#### About this task
Look through the data and write out every line with the word "other" in it.

** Exercise data follows **

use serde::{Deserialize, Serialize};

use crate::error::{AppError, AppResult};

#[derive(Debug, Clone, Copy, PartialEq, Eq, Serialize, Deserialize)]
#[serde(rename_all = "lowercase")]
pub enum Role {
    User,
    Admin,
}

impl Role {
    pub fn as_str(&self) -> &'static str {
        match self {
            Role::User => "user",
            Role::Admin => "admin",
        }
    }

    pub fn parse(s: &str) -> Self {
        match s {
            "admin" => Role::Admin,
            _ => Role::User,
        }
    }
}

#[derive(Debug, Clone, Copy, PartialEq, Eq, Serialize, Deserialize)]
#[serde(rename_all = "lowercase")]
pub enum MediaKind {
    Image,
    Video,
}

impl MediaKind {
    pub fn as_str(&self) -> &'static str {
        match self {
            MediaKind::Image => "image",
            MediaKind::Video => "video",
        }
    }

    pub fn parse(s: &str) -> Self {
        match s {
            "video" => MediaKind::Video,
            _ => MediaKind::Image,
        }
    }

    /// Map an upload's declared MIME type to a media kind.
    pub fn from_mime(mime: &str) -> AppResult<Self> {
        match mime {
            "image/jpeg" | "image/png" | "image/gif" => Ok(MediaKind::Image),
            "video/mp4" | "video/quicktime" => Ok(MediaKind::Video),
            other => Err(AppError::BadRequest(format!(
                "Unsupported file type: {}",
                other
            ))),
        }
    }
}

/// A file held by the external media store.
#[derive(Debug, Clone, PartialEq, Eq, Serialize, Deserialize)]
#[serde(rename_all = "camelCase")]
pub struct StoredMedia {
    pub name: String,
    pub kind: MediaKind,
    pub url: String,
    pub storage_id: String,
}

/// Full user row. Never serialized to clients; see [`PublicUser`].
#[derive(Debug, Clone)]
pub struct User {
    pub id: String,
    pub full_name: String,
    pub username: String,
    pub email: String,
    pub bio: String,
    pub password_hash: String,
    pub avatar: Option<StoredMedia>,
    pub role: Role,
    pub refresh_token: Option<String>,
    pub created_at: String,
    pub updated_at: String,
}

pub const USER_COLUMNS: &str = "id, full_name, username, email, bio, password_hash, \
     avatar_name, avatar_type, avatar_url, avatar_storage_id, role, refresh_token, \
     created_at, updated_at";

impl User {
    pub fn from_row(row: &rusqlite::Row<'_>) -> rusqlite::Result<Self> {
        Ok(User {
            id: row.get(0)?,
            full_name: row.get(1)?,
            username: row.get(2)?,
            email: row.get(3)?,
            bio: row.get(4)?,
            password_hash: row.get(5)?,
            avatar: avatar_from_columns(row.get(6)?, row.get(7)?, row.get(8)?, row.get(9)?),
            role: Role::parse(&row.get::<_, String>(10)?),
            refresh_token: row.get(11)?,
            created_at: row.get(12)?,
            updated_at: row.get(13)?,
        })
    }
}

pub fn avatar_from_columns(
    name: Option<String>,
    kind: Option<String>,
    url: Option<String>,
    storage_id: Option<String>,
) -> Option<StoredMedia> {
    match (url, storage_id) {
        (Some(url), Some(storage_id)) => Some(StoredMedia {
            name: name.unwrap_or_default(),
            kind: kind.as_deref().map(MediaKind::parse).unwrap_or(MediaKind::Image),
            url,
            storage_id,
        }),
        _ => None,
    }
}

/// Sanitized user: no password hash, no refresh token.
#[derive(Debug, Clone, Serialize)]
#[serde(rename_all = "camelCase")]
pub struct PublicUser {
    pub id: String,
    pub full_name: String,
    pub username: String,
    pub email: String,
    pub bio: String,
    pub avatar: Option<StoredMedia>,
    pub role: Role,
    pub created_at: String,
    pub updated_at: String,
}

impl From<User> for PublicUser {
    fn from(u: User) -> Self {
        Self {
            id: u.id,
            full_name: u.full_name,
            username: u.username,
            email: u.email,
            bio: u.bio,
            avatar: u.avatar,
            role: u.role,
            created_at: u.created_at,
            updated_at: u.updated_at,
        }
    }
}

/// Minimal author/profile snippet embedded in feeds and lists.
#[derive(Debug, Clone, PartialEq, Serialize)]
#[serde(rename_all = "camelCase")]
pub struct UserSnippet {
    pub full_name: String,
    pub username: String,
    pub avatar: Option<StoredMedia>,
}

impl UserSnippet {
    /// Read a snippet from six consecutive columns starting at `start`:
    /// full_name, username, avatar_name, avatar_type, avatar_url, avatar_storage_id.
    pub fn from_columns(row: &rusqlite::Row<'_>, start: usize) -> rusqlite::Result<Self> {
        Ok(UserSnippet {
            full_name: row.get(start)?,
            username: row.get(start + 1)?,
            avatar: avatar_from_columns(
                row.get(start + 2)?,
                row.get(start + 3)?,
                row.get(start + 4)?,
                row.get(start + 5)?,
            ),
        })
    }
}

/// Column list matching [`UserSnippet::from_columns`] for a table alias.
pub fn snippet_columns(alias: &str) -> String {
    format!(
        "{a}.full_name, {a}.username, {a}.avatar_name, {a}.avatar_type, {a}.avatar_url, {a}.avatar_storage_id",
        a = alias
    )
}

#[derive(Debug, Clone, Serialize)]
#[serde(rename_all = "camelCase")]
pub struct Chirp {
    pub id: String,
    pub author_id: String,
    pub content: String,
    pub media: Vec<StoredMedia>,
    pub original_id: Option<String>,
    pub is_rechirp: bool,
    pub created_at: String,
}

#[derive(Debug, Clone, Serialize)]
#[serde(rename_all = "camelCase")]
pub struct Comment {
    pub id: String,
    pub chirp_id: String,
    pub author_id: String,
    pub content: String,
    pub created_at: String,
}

** End of Exercise data **

#### Task result
            other => Err(AppError::BadRequest(format!(
                other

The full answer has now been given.